DATA PROVIDED below:
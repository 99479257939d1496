//! Closed-form time advance of one element's ionic fractions.
//!
//! With `T_e` and `n_e` held fixed over a step, `df/dt = n_e A f` has the
//! exact solution `f(dt) = V exp(n_e dt Λ) V⁻¹ f(0)` where `A V = V Λ`.

use crate::error::{SimError, SimResult};
use nalgebra::DVector;
use nei_core::stable_sum;
use nei_core::timing::{Timer, engine_timing};
use nei_tables::{RateTable, TableEntry};

/// Advance `fractions` by `dt` seconds at `temperature` and `electron_density`.
///
/// Rates come from the table node nearest `temperature`. Negative
/// components left by rounding are clamped to zero and the result is
/// renormalized to unit sum.
pub fn advance(
    table: &RateTable,
    fractions: &[f64],
    temperature: f64,
    electron_density: f64,
    dt: f64,
) -> SimResult<Vec<f64>> {
    let timer = Timer::start("advance");
    let entry = table.entry_at(temperature)?;
    let out = advance_with(entry, fractions, electron_density, dt);
    timer.stop_into(&engine_timing::ADVANCES);
    out
}

/// Same as [`advance`] with an already resolved table entry.
pub fn advance_with(
    entry: &TableEntry,
    fractions: &[f64],
    electron_density: f64,
    dt: f64,
) -> SimResult<Vec<f64>> {
    let n = entry.eigenvalues.len();
    if fractions.len() != n {
        return Err(SimError::Numerical {
            what: format!("{} fractions for {n} charge states", fractions.len()),
        });
    }
    if !dt.is_finite() || dt < 0.0 {
        return Err(SimError::Numerical {
            what: format!("invalid time step {dt}"),
        });
    }
    if !electron_density.is_finite() || electron_density < 0.0 {
        return Err(SimError::Numerical {
            what: format!("invalid electron density {electron_density}"),
        });
    }

    let f0 = DVector::from_column_slice(fractions);
    let mut modes = &entry.inverse * f0;
    for (c, lambda) in modes.iter_mut().zip(entry.eigenvalues.iter()) {
        *c *= (lambda * electron_density * dt).exp();
    }
    let f1 = &entry.eigenvectors * modes;

    let mut out: Vec<f64> = f1.iter().map(|v| v.max(0.0)).collect();
    if out.iter().any(|v| !v.is_finite()) {
        return Err(SimError::Numerical {
            what: "advanced fractions are not finite".into(),
        });
    }
    let total = stable_sum(&out);
    if total <= 0.0 {
        return Err(SimError::Numerical {
            what: format!("advanced fractions sum to {total}"),
        });
    }
    out.iter_mut().for_each(|v| *v /= total);
    Ok(out)
}

#[cfg(test)]
mod tests {
    use super::*;
    use nei_atomic::{Element, ElementRates};

    fn helium_table() -> RateTable {
        let grid = vec![1e5, 1e6];
        let ion = vec![vec![1e-9, 2e-9], vec![1e-10, 5e-10], vec![0.0, 0.0]];
        let rec = vec![vec![0.0, 0.0], vec![1e-11, 5e-12], vec![2e-11, 1e-11]];
        let rates = ElementRates::new(Element::HELIUM, grid, ion, rec).unwrap();
        RateTable::build(&rates).unwrap()
    }

    #[test]
    fn zero_step_is_identity() {
        let table = helium_table();
        let f0 = [0.2, 0.3, 0.5];
        let f1 = advance(&table, &f0, 1e6, 1e9, 0.0).unwrap();
        for (a, b) in f0.iter().zip(&f1) {
            assert!((a - b).abs() < 1e-12);
        }
    }

    #[test]
    fn zero_density_is_identity() {
        let table = helium_table();
        let f0 = [1.0, 0.0, 0.0];
        let f1 = advance(&table, &f0, 1e5, 0.0, 1e6).unwrap();
        assert!((f1[0] - 1.0).abs() < 1e-12);
    }

    #[test]
    fn long_step_reaches_equilibrium() {
        let table = helium_table();
        let f1 = advance(&table, &[1.0, 0.0, 0.0], 1e6, 1e10, 1e6).unwrap();
        let eq = &table.entry(1).unwrap().equilibrium;
        for (a, b) in f1.iter().zip(eq) {
            assert!((a - b).abs() < 1e-9, "{f1:?} vs {eq:?}");
        }
    }

    #[test]
    fn output_is_a_distribution() {
        let table = helium_table();
        let f1 = advance(&table, &[0.0, 0.0, 1.0], 3e5, 1e8, 37.0).unwrap();
        assert!(f1.iter().all(|&v| v >= 0.0));
        assert!((f1.iter().sum::<f64>() - 1.0).abs() < 1e-14);
    }

    #[test]
    fn rejects_bad_inputs() {
        let table = helium_table();
        assert!(advance(&table, &[1.0, 0.0], 1e6, 1.0, 1.0).is_err());
        assert!(advance(&table, &[1.0, 0.0, 0.0], 1e6, -1.0, 1.0).is_err());
        assert!(advance(&table, &[1.0, 0.0, 0.0], 1e6, 1.0, -1.0).is_err());
        assert!(matches!(
            advance(&table, &[1.0, 0.0, 0.0], f64::NAN, 1.0, 1.0),
            Err(SimError::Data(_))
        ));
    }
}
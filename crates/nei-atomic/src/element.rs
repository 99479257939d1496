//! Chemical element definitions.
//!
//! Only elements up to zinc are catalogued; that is the range covered by
//! the collisional ionization/recombination databases the engine consumes.

use crate::error::{AtomicError, AtomicResult};
use serde::{Deserialize, Serialize};
use std::fmt;

/// (symbol, name) indexed by atomic number - 1.
const ELEMENTS: [(&str, &str); 30] = [
    ("H", "hydrogen"),
    ("He", "helium"),
    ("Li", "lithium"),
    ("Be", "beryllium"),
    ("B", "boron"),
    ("C", "carbon"),
    ("N", "nitrogen"),
    ("O", "oxygen"),
    ("F", "fluorine"),
    ("Ne", "neon"),
    ("Na", "sodium"),
    ("Mg", "magnesium"),
    ("Al", "aluminium"),
    ("Si", "silicon"),
    ("P", "phosphorus"),
    ("S", "sulfur"),
    ("Cl", "chlorine"),
    ("Ar", "argon"),
    ("K", "potassium"),
    ("Ca", "calcium"),
    ("Sc", "scandium"),
    ("Ti", "titanium"),
    ("V", "vanadium"),
    ("Cr", "chromium"),
    ("Mn", "manganese"),
    ("Fe", "iron"),
    ("Co", "cobalt"),
    ("Ni", "nickel"),
    ("Cu", "copper"),
    ("Zn", "zinc"),
];

/// A chemical element, identified by atomic number.
///
/// The number of charge states tracked for an element is `Z + 1`
/// (neutral through fully stripped).
#[derive(Clone, Copy, PartialEq, Eq, Hash, PartialOrd, Ord, Serialize, Deserialize)]
#[serde(try_from = "String", into = "String")]
pub struct Element {
    atomic_number: u8,
}

impl Element {
    /// Largest atomic number in the catalog.
    pub const MAX_ATOMIC_NUMBER: u8 = ELEMENTS.len() as u8;

    pub const HYDROGEN: Element = Element { atomic_number: 1 };
    pub const HELIUM: Element = Element { atomic_number: 2 };

    pub fn from_atomic_number(z: u8) -> AtomicResult<Self> {
        if (1..=Self::MAX_ATOMIC_NUMBER).contains(&z) {
            Ok(Self { atomic_number: z })
        } else {
            Err(AtomicError::UnknownElement {
                query: format!("Z={z}"),
            })
        }
    }

    /// Resolve a symbol (`"He"`) or name (`"helium"`), case-insensitively.
    pub fn from_symbol(query: &str) -> AtomicResult<Self> {
        let trimmed = query.trim();
        ELEMENTS
            .iter()
            .position(|(symbol, name)| {
                symbol.eq_ignore_ascii_case(trimmed) || name.eq_ignore_ascii_case(trimmed)
            })
            .map(|idx| Self {
                atomic_number: idx as u8 + 1,
            })
            .ok_or_else(|| AtomicError::UnknownElement {
                query: query.to_string(),
            })
    }

    pub fn atomic_number(&self) -> u8 {
        self.atomic_number
    }

    pub fn symbol(&self) -> &'static str {
        ELEMENTS[self.atomic_number as usize - 1].0
    }

    pub fn name(&self) -> &'static str {
        ELEMENTS[self.atomic_number as usize - 1].1
    }

    /// Number of charge states, neutral through fully stripped.
    pub fn nstates(&self) -> usize {
        self.atomic_number as usize + 1
    }

    /// Spectroscopic-style label for a charge state, e.g. `He 1+`.
    pub fn ion_label(&self, charge: usize) -> String {
        format!("{} {charge}+", self.symbol())
    }

    /// Iterate over every catalogued element in order of atomic number.
    pub fn all() -> impl Iterator<Item = Element> {
        (1..=Self::MAX_ATOMIC_NUMBER).map(|atomic_number| Element { atomic_number })
    }
}

impl fmt::Debug for Element {
    fn fmt(&self, f: &mut fmt::Formatter<'_>) -> fmt::Result {
        write!(f, "Element({})", self.symbol())
    }
}

impl fmt::Display for Element {
    fn fmt(&self, f: &mut fmt::Formatter<'_>) -> fmt::Result {
        f.write_str(self.symbol())
    }
}

impl std::str::FromStr for Element {
    type Err = AtomicError;

    fn from_str(s: &str) -> Result<Self, Self::Err> {
        match s.trim().parse::<u8>() {
            Ok(z) => Element::from_atomic_number(z),
            Err(_) => Element::from_symbol(s),
        }
    }
}

impl TryFrom<String> for Element {
    type Error = AtomicError;

    fn try_from(value: String) -> Result<Self, Self::Error> {
        value.parse()
    }
}

impl From<Element> for String {
    fn from(element: Element) -> Self {
        element.symbol().to_string()
    }
}

#[cfg(test)]
mod tests {
    use super::*;

    #[test]
    fn symbols_are_unique() {
        let mut seen = std::collections::HashSet::new();
        for element in Element::all() {
            assert!(seen.insert(element.symbol()), "duplicate {}", element);
        }
        assert_eq!(seen.len(), 30);
    }

    #[test]
    fn resolve_by_symbol_name_and_number() {
        let he = Element::from_symbol("He").unwrap();
        assert_eq!(he, Element::HELIUM);
        assert_eq!(Element::from_symbol("helium").unwrap(), he);
        assert_eq!(Element::from_symbol(" he ").unwrap(), he);
        assert_eq!("2".parse::<Element>().unwrap(), he);
        assert_eq!(he.nstates(), 3);

        let fe: Element = "Fe".parse().unwrap();
        assert_eq!(fe.atomic_number(), 26);
        assert_eq!(fe.name(), "iron");
    }

    #[test]
    fn unknown_elements_are_rejected() {
        assert!(Element::from_symbol("Xx").is_err());
        assert!(Element::from_atomic_number(0).is_err());
        assert!(Element::from_atomic_number(31).is_err());
    }

    #[test]
    fn serde_uses_symbol() {
        let json = serde_json::to_string(&Element::HYDROGEN).unwrap();
        assert_eq!(json, "\"H\"");
        let back: Element = serde_json::from_str("\"O\"").unwrap();
        assert_eq!(back.atomic_number(), 8);
        assert!(serde_json::from_str::<Element>("\"Qq\"").is_err());
    }

    #[test]
    fn ion_labels() {
        assert_eq!(Element::HYDROGEN.ion_label(0), "H 0+");
        assert_eq!(Element::HELIUM.ion_label(2), "He 2+");
    }
}
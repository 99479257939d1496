//! Lightweight performance timing utilities.
//!
//! Table construction (one dense eigendecomposition per element and grid
//! node) dominates start-up cost, while stepping cost is two small matrix
//! products per element. These timers make that split visible. Enable via
//! the `NEI_TIMING` environment variable or programmatically.

use std::sync::atomic::{AtomicBool, AtomicU64, Ordering};
use std::time::Instant;

static ENABLED: AtomicBool = AtomicBool::new(false);

/// Enable performance timing globally.
pub fn enable_timing() {
    ENABLED.store(true, Ordering::Relaxed);
}

/// Disable performance timing globally.
pub fn disable_timing() {
    ENABLED.store(false, Ordering::Relaxed);
}

/// Check if timing is enabled.
pub fn is_enabled() -> bool {
    ENABLED.load(Ordering::Relaxed) || std::env::var("NEI_TIMING").is_ok()
}

/// A simple timer that measures elapsed time.
pub struct Timer {
    label: &'static str,
    start: Instant,
    enabled: bool,
}

impl Timer {
    /// Create and start a new timer with the given label.
    pub fn start(label: &'static str) -> Self {
        Self {
            label,
            start: Instant::now(),
            enabled: is_enabled(),
        }
    }

    pub fn label(&self) -> &'static str {
        self.label
    }

    /// Stop the timer and return elapsed time in seconds.
    /// If timing is disabled, returns None.
    pub fn stop(self) -> Option<f64> {
        if self.enabled {
            Some(self.start.elapsed().as_secs_f64())
        } else {
            None
        }
    }

    /// Stop the timer and add the elapsed time to an accumulator.
    pub fn stop_into(self, acc: &AccumulatingTimer) {
        if let Some(elapsed) = self.stop() {
            acc.record(elapsed);
        }
    }
}

/// Accumulating timer for tracking total time across multiple calls.
pub struct AccumulatingTimer {
    total_ns: AtomicU64,
    count: AtomicU64,
}

impl Default for AccumulatingTimer {
    fn default() -> Self {
        Self::new()
    }
}

impl AccumulatingTimer {
    /// Create a new accumulating timer.
    pub const fn new() -> Self {
        Self {
            total_ns: AtomicU64::new(0),
            count: AtomicU64::new(0),
        }
    }

    /// Record a timing measurement.
    pub fn record(&self, duration_s: f64) {
        let nanos = (duration_s * 1e9) as u64;
        self.total_ns.fetch_add(nanos, Ordering::Relaxed);
        self.count.fetch_add(1, Ordering::Relaxed);
    }

    /// Get total time spent (in seconds).
    pub fn total_seconds(&self) -> f64 {
        self.total_ns.load(Ordering::Relaxed) as f64 / 1e9
    }

    /// Get number of calls.
    pub fn count(&self) -> u64 {
        self.count.load(Ordering::Relaxed)
    }

    /// Get average time per call (in seconds).
    pub fn average_seconds(&self) -> f64 {
        let count = self.count();
        if count > 0 {
            self.total_seconds() / count as f64
        } else {
            0.0
        }
    }

    /// Reset the timer.
    pub fn reset(&self) {
        self.total_ns.store(0, Ordering::Relaxed);
        self.count.store(0, Ordering::Relaxed);
    }
}

/// Engine-wide accumulators.
pub mod engine_timing {
    use super::AccumulatingTimer;

    /// Per-element rate table builds (all grid nodes).
    pub static TABLE_BUILDS: AccumulatingTimer = AccumulatingTimer::new();
    /// Single-element time advances.
    pub static ADVANCES: AccumulatingTimer = AccumulatingTimer::new();

    /// Reset all engine timers.
    pub fn reset_all() {
        TABLE_BUILDS.reset();
        ADVANCES.reset();
    }

    /// Render a summary, or `None` if timing is disabled or nothing was recorded.
    pub fn summary() -> Option<String> {
        if !super::is_enabled() {
            return None;
        }
        let mut lines = Vec::new();
        for (name, timer) in [("table builds", &TABLE_BUILDS), ("advances", &ADVANCES)] {
            let count = timer.count();
            if count > 0 {
                lines.push(format!(
                    "{name:<14} {count} calls, {:.3}s total, {:.4}ms avg",
                    timer.total_seconds(),
                    timer.average_seconds() * 1000.0
                ));
            }
        }
        if lines.is_empty() {
            None
        } else {
            Some(lines.join("\n"))
        }
    }
}

#[cfg(test)]
mod tests {
    use super::*;

    #[test]
    fn accumulating_timer_averages() {
        let timer = AccumulatingTimer::new();
        assert_eq!(timer.average_seconds(), 0.0);
        timer.record(0.5);
        timer.record(1.5);
        assert_eq!(timer.count(), 2);
        assert!((timer.total_seconds() - 2.0).abs() < 1e-6);
        assert!((timer.average_seconds() - 1.0).abs() < 1e-6);
        timer.reset();
        assert_eq!(timer.count(), 0);
    }
}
End of DATA PROVIDED.
[WHAT YOU WILL DO] Quote exactly and only the lines from the one holding "return None;" through the end of the data.

[OUTPUT FOR THIS TASK]
            return None;
        }
        let mut lines = Vec::new();
        for (name, timer) in [("table builds", &TABLE_BUILDS), ("advances", &ADVANCES)] {
            let count = timer.count();
            if count > 0 {
                lines.push(format!(
                    "{name:<14} {count} calls, {:.3}s total, {:.4}ms avg",
                    timer.total_seconds(),
                    timer.average_seconds() * 1000.0
                ));
            }
        }
        if lines.is_empty() {
            None
        } else {
            Some(lines.join("\n"))
        }
    }
}

#[cfg(test)]
mod tests {
    use super::*;

    #[test]
    fn accumulating_timer_averages() {
        let timer = AccumulatingTimer::new();
        assert_eq!(timer.average_seconds(), 0.0);
        timer.record(0.5);
        timer.record(1.5);
        assert_eq!(timer.count(), 2);
        assert!((timer.total_seconds() - 2.0).abs() < 1e-6);
        assert!((timer.average_seconds() - 1.0).abs() < 1e-6);
        timer.reset();
        assert_eq!(timer.count(), 0);
    }
}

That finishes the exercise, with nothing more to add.